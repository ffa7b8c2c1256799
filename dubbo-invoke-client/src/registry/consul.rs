//! Consul health-API lookups.

use super::{percent_encode, ProviderUrl};
use crate::address::authority;
use crate::error::{ClientError, ResolutionError};
use crate::http::HttpClient;
use serde::Deserialize;
use std::collections::BTreeMap;

pub struct ConsulRegistry {
    host: String,
    port: u16,
    http: HttpClient,
}

#[derive(Debug, Deserialize)]
#[serde(rename_all = "PascalCase")]
struct ServiceEntry {
    #[serde(default)]
    node: Option<Node>,
    service: AgentService,
}

#[derive(Debug, Deserialize)]
#[serde(rename_all = "PascalCase")]
struct Node {
    #[serde(default)]
    address: String,
}

#[derive(Debug, Deserialize)]
#[serde(rename_all = "PascalCase")]
struct AgentService {
    #[serde(default)]
    address: String,
    port: u16,
    #[serde(default)]
    tags: Option<Vec<String>>,
    #[serde(default)]
    meta: Option<BTreeMap<String, String>>,
}

impl ConsulRegistry {
    pub fn new(host: String, port: u16, http: HttpClient) -> Self {
        Self { host, port, http }
    }

    pub fn authority(&self) -> String {
        authority(&self.host, self.port)
    }

    pub async fn providers(&self, service: &str) -> Result<Vec<ProviderUrl>, ClientError> {
        let url = format!(
            "http://{}/v1/health/service/{}?passing=true",
            self.authority(),
            percent_encode(service)
        );
        let (status, body) = self.http.get(&url).await?;

        match status.as_u16() {
            200..=299 => parse_entries(&body, service).map_err(Into::into),
            401 | 403 => Err(ResolutionError::AuthenticationRequired(format!(
                "consul://{} requires an ACL token",
                self.authority()
            ))
            .into()),
            code => Err(ResolutionError::Registry(format!(
                "consul returned HTTP {}: {}",
                code,
                String::from_utf8_lossy(&body).trim()
            ))
            .into()),
        }
    }
}

fn parse_entries(body: &[u8], service: &str) -> Result<Vec<ProviderUrl>, ResolutionError> {
    let entries: Vec<ServiceEntry> = serde_json::from_slice(body)
        .map_err(|e| ResolutionError::Registry(format!("bad consul health response: {}", e)))?;

    Ok(entries
        .into_iter()
        .filter_map(|entry| {
            let host = if entry.service.address.is_empty() {
                entry.node.map(|node| node.address).unwrap_or_default()
            } else {
                entry.service.address
            };
            if host.is_empty() {
                return None;
            }

            // Dubbo publishes its URL parameters both as meta and as k=v tags
            let mut params = entry.service.meta.unwrap_or_default();
            for tag in entry.service.tags.unwrap_or_default() {
                if let Some((key, value)) = tag.split_once('=') {
                    params
                        .entry(key.to_string())
                        .or_insert_with(|| value.to_string());
                }
            }
            let protocol = params
                .remove("protocol")
                .unwrap_or_else(|| "dubbo".to_string());
            params
                .entry("interface".to_string())
                .or_insert_with(|| service.to_string());

            Some(ProviderUrl {
                protocol,
                host,
                port: entry.service.port,
                path: service.to_string(),
                params,
            })
        })
        .collect())
}

#[cfg(test)]
mod tests {
    use super::*;

    #[test]
    fn test_parse_entries() {
        let body = br#"[
            {"Node": {"Node": "n1", "Address": "10.0.0.9"},
             "Service": {"ID": "a", "Service": "com.acme.Svc", "Address": "10.0.0.1",
                         "Port": 20880, "Tags": ["version=1.0.0", "dubbo"],
                         "Meta": {"group": "blue"}}},
            {"Node": {"Node": "n2", "Address": "10.0.0.2"},
             "Service": {"ID": "b", "Service": "com.acme.Svc", "Address": "",
                         "Port": 20881, "Tags": null, "Meta": null}}
        ]"#;
        let providers = parse_entries(body, "com.acme.Svc").unwrap();
        assert_eq!(providers.len(), 2);
        assert_eq!(providers[0].host, "10.0.0.1");
        assert_eq!(providers[0].param("version"), Some("1.0.0"));
        assert_eq!(providers[0].param("group"), Some("blue"));
        assert_eq!(providers[1].host, "10.0.0.2");
        assert_eq!(providers[1].port, 20881);
        assert!(providers[1].matches("com.acme.Svc", "", ""));
    }

    #[test]
    fn test_parse_empty_and_garbage() {
        assert!(parse_entries(b"[]", "com.acme.Svc").unwrap().is_empty());
        assert!(parse_entries(b"{\"x\":1}", "com.acme.Svc").is_err());
    }
}
//! Encoder and decoder for Dubbo frames, requests and responses.

use crate::error::ProtocolError;
use crate::frame::Frame;
use crate::request::InvocationRequest;
use crate::response::{decode_response, Response};
use bytes::{Bytes, BytesMut};

/// Encodes requests and responses into frames.
pub struct Encoder;

impl Encoder {
    /// Encodes a request into a frame with a fresh request id.
    ///
    /// Returns the id alongside the bytes so the caller can match the reply.
    pub fn encode_request(request: &InvocationRequest) -> Result<(u64, BytesMut), ProtocolError> {
        let frame = request.to_frame()?;
        Ok((frame.request_id, frame.encode()?))
    }

    /// Encodes a response into a frame.
    pub fn encode_response(response: &Response) -> Result<BytesMut, ProtocolError> {
        response.to_frame()?.encode()
    }
}

/// Decodes frames into requests and responses.
pub struct Decoder {
    buffer: BytesMut,
}

impl Decoder {
    pub fn new() -> Self {
        Self {
            buffer: BytesMut::with_capacity(8192),
        }
    }

    /// Appends data to the internal buffer.
    pub fn extend(&mut self, data: &[u8]) {
        self.buffer.extend_from_slice(data);
    }

    /// Appends bytes to the internal buffer.
    pub fn extend_bytes(&mut self, data: Bytes) {
        self.buffer.extend_from_slice(&data);
    }

    /// Attempts to decode the next frame from the buffer.
    pub fn decode_frame(&mut self) -> Result<Option<Frame>, ProtocolError> {
        Frame::decode(&mut self.buffer)
    }

    /// Attempts to decode the next request and its id from the buffer.
    ///
    /// Event frames (heartbeats) are skipped.
    pub fn decode_request(&mut self) -> Result<Option<(u64, InvocationRequest)>, ProtocolError> {
        loop {
            match self.decode_frame()? {
                Some(frame) if frame.flags.is_event() => {
                    tracing::debug!(request_id = frame.request_id, "skipping event frame");
                }
                Some(frame) => {
                    let request = InvocationRequest::decode_body(&frame.body)?;
                    return Ok(Some((frame.request_id, request)));
                }
                None => return Ok(None),
            }
        }
    }

    /// Attempts to decode the next response from the buffer.
    pub fn decode_response(&mut self) -> Result<Option<Response>, ProtocolError> {
        Ok(self.decode_frame()?.map(|frame| decode_response(&frame)))
    }

    /// Returns the number of bytes currently buffered.
    pub fn buffered(&self) -> usize {
        self.buffer.len()
    }

    /// Clears the internal buffer.
    pub fn clear(&mut self) {
        self.buffer.clear();
    }
}

impl Default for Decoder {
    fn default() -> Self {
        Self::new()
    }
}
//! Client error types and the fallback decision table.

use crate::config::ConfigError;
use dubbo_invoke_protocol::{ProtocolError, SerializationError, Status, Value};
use serde::Serialize;
use std::fmt;
use std::time::Duration;
use thiserror::Error;

/// Socket-level failures.
#[derive(Debug, Error)]
pub enum TransportError {
    #[error("connection refused by {addr}")]
    ConnectionRefused { addr: String },

    #[error("failed to connect to {addr}: {source}")]
    Connect {
        addr: String,
        #[source]
        source: std::io::Error,
    },

    #[error("{op} timed out after {}ms", .timeout.as_millis())]
    Timeout { op: &'static str, timeout: Duration },

    #[error("unknown host: {0}")]
    UnknownHost(String),

    #[error("truncated read: expected {expected} bytes, received {received}")]
    Truncated { expected: usize, received: usize },

    #[error("I/O error: {0}")]
    Io(#[from] std::io::Error),
}

impl TransportError {
    /// Classifies a failed connect.
    pub(crate) fn connect(addr: impl Into<String>, err: std::io::Error) -> Self {
        let addr = addr.into();
        if err.kind() == std::io::ErrorKind::ConnectionRefused {
            TransportError::ConnectionRefused { addr }
        } else {
            TransportError::Connect { addr, source: err }
        }
    }
}

/// Failures turning an address into providers.
#[derive(Debug, Error)]
pub enum ResolutionError {
    #[error("unsupported address scheme: {0}")]
    UnsupportedScheme(String),

    #[error("invalid address: {0}")]
    InvalidAddress(String),

    #[error("no provider available for {service} at {registry}")]
    NoProvider { service: String, registry: String },

    #[error("registry {registry} unavailable: {reason}")]
    RegistryUnavailable { registry: String, reason: String },

    #[error("registry error: {0}")]
    Registry(String),

    #[error("registry {0} requires authentication")]
    AuthenticationRequired(String),
}

/// One fallback layer.
#[derive(Debug, Clone, Copy, PartialEq, Eq, Serialize)]
#[serde(rename_all = "snake_case")]
pub enum Layer {
    GenericReference,
    DirectProtocol,
    Http,
}

impl fmt::Display for Layer {
    fn fmt(&self, f: &mut fmt::Formatter<'_>) -> fmt::Result {
        let name = match self {
            Layer::GenericReference => "generic reference",
            Layer::DirectProtocol => "direct protocol",
            Layer::Http => "http",
        };
        f.write_str(name)
    }
}

/// Whether a failed layer hands over to the next one.
#[derive(Debug, Clone, Copy, PartialEq, Eq)]
pub enum Fallback {
    Continue,
    Terminal,
}

/// Client errors.
#[derive(Debug, Error)]
pub enum ClientError {
    #[error("transport error: {0}")]
    Transport(#[from] TransportError),

    #[error("protocol error: {0}")]
    Protocol(#[from] ProtocolError),

    #[error("serialization error: {0}")]
    Serialization(#[from] SerializationError),

    #[error("resolution error: {0}")]
    Resolution(#[from] ResolutionError),

    #[error("remote exception: {}", exception_summary(.0))]
    Application(Value),

    #[error("remote status {status}: {message}")]
    Remote { status: Status, message: String },

    #[error("HTTP {status}: {message}")]
    Http { status: u16, message: String },

    #[error("invalid parameter: {0}")]
    InvalidParameter(String),

    #[error("configuration error: {0}")]
    Config(#[from] ConfigError),

    #[error("all invocation layers failed: {}", attempts_summary(.0))]
    FallbackExhausted(Vec<(Layer, ClientError)>),
}

impl ClientError {
    /// Decides whether the next layer of the chain should be tried.
    pub fn fallback(&self) -> Fallback {
        match self {
            ClientError::Transport(_) => Fallback::Continue,
            ClientError::Protocol(ProtocolError::Serialization(_)) => Fallback::Terminal,
            ClientError::Protocol(_) => Fallback::Continue,
            ClientError::Resolution(
                ResolutionError::RegistryUnavailable { .. } | ResolutionError::Registry(_),
            ) => Fallback::Continue,
            ClientError::Remote { status, .. } => match *status {
                Status::CLIENT_TIMEOUT
                | Status::SERVER_TIMEOUT
                | Status::BAD_REQUEST
                | Status::BAD_RESPONSE
                | Status::CLIENT_ERROR
                | Status::SERVER_THREADPOOL_EXHAUSTED_ERROR => Fallback::Continue,
                _ => Fallback::Terminal,
            },
            ClientError::Http { status, .. } if *status == 401 || *status == 403 => {
                Fallback::Terminal
            }
            ClientError::Http { .. } => Fallback::Continue,
            _ => Fallback::Terminal,
        }
    }

    /// The category reported to callers.
    pub fn kind(&self) -> ErrorKind {
        match self {
            ClientError::Transport(_) | ClientError::Http { .. } => ErrorKind::TransportError,
            ClientError::Protocol(ProtocolError::Serialization(_))
            | ClientError::Serialization(_)
            | ClientError::InvalidParameter(_) => ErrorKind::SerializationError,
            ClientError::Protocol(_) => ErrorKind::ProtocolError,
            ClientError::Resolution(_) => ErrorKind::ResolutionError,
            ClientError::Application(_) => ErrorKind::ApplicationError,
            ClientError::Remote { status, .. } => match *status {
                Status::CLIENT_TIMEOUT | Status::SERVER_TIMEOUT => ErrorKind::TransportError,
                Status::SERVICE_NOT_FOUND => ErrorKind::ResolutionError,
                _ => ErrorKind::ApplicationError,
            },
            ClientError::Config(_) => ErrorKind::ConfigurationError,
            ClientError::FallbackExhausted(attempts) => attempts
                .last()
                .map(|(_, err)| err.kind())
                .unwrap_or(ErrorKind::ResolutionError),
        }
    }
}

/// Failure category of an invocation.
#[derive(Debug, Clone, Copy, PartialEq, Eq, Serialize)]
pub enum ErrorKind {
    ProtocolError,
    TransportError,
    SerializationError,
    ResolutionError,
    ApplicationError,
    ConfigurationError,
}

impl fmt::Display for ErrorKind {
    fn fmt(&self, f: &mut fmt::Formatter<'_>) -> fmt::Result {
        let name = match self {
            ErrorKind::ProtocolError => "ProtocolError",
            ErrorKind::TransportError => "TransportError",
            ErrorKind::SerializationError => "SerializationError",
            ErrorKind::ResolutionError => "ResolutionError",
            ErrorKind::ApplicationError => "ApplicationError",
            ErrorKind::ConfigurationError => "ConfigurationError",
        };
        f.write_str(name)
    }
}

fn exception_summary(value: &Value) -> String {
    match value {
        Value::ExceptionInfo(info) => match (info.get("type"), info.get("message")) {
            (Some(kind), Some(message)) if kind != "exception" => format!("{}: {}", kind, message),
            (_, Some(message)) => message.clone(),
            (Some(kind), None) => kind.clone(),
            (None, None) => value.to_string(),
        },
        other => other.to_string(),
    }
}

fn attempts_summary(attempts: &[(Layer, ClientError)]) -> String {
    attempts
        .iter()
        .map(|(layer, err)| format!("[{}] {}", layer, err))
        .collect::<Vec<_>>()
        .join("; ")
}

┄┄┄┄┄┄┄┄┄┄

▸ INSTRUCTIONS FOR THE TASK
One stretch of the lines above is wanted, from the line that contains "(heartbeats) are skipped." through the line that contains "a failed connect.". Output it exactly.

▸ OUTPUT FOR THIS TASK
    /// Event frames (heartbeats) are skipped.
    pub fn decode_request(&mut self) -> Result<Option<(u64, InvocationRequest)>, ProtocolError> {
        loop {
            match self.decode_frame()? {
                Some(frame) if frame.flags.is_event() => {
                    tracing::debug!(request_id = frame.request_id, "skipping event frame");
                }
                Some(frame) => {
                    let request = InvocationRequest::decode_body(&frame.body)?;
                    return Ok(Some((frame.request_id, request)));
                }
                None => return Ok(None),
            }
        }
    }

    /// Attempts to decode the next response from the buffer.
    pub fn decode_response(&mut self) -> Result<Option<Response>, ProtocolError> {
        Ok(self.decode_frame()?.map(|frame| decode_response(&frame)))
    }

    /// Returns the number of bytes currently buffered.
    pub fn buffered(&self) -> usize {
        self.buffer.len()
    }

    /// Clears the internal buffer.
    pub fn clear(&mut self) {
        self.buffer.clear();
    }
}

impl Default for Decoder {
    fn default() -> Self {
        Self::new()
    }
}
//! Client error types and the fallback decision table.

use crate::config::ConfigError;
use dubbo_invoke_protocol::{ProtocolError, SerializationError, Status, Value};
use serde::Serialize;
use std::fmt;
use std::time::Duration;
use thiserror::Error;

/// Socket-level failures.
#[derive(Debug, Error)]
pub enum TransportError {
    #[error("connection refused by {addr}")]
    ConnectionRefused { addr: String },

    #[error("failed to connect to {addr}: {source}")]
    Connect {
        addr: String,
        #[source]
        source: std::io::Error,
    },

    #[error("{op} timed out after {}ms", .timeout.as_millis())]
    Timeout { op: &'static str, timeout: Duration },

    #[error("unknown host: {0}")]
    UnknownHost(String),

    #[error("truncated read: expected {expected} bytes, received {received}")]
    Truncated { expected: usize, received: usize },

    #[error("I/O error: {0}")]
    Io(#[from] std::io::Error),
}

impl TransportError {
    /// Classifies a failed connect.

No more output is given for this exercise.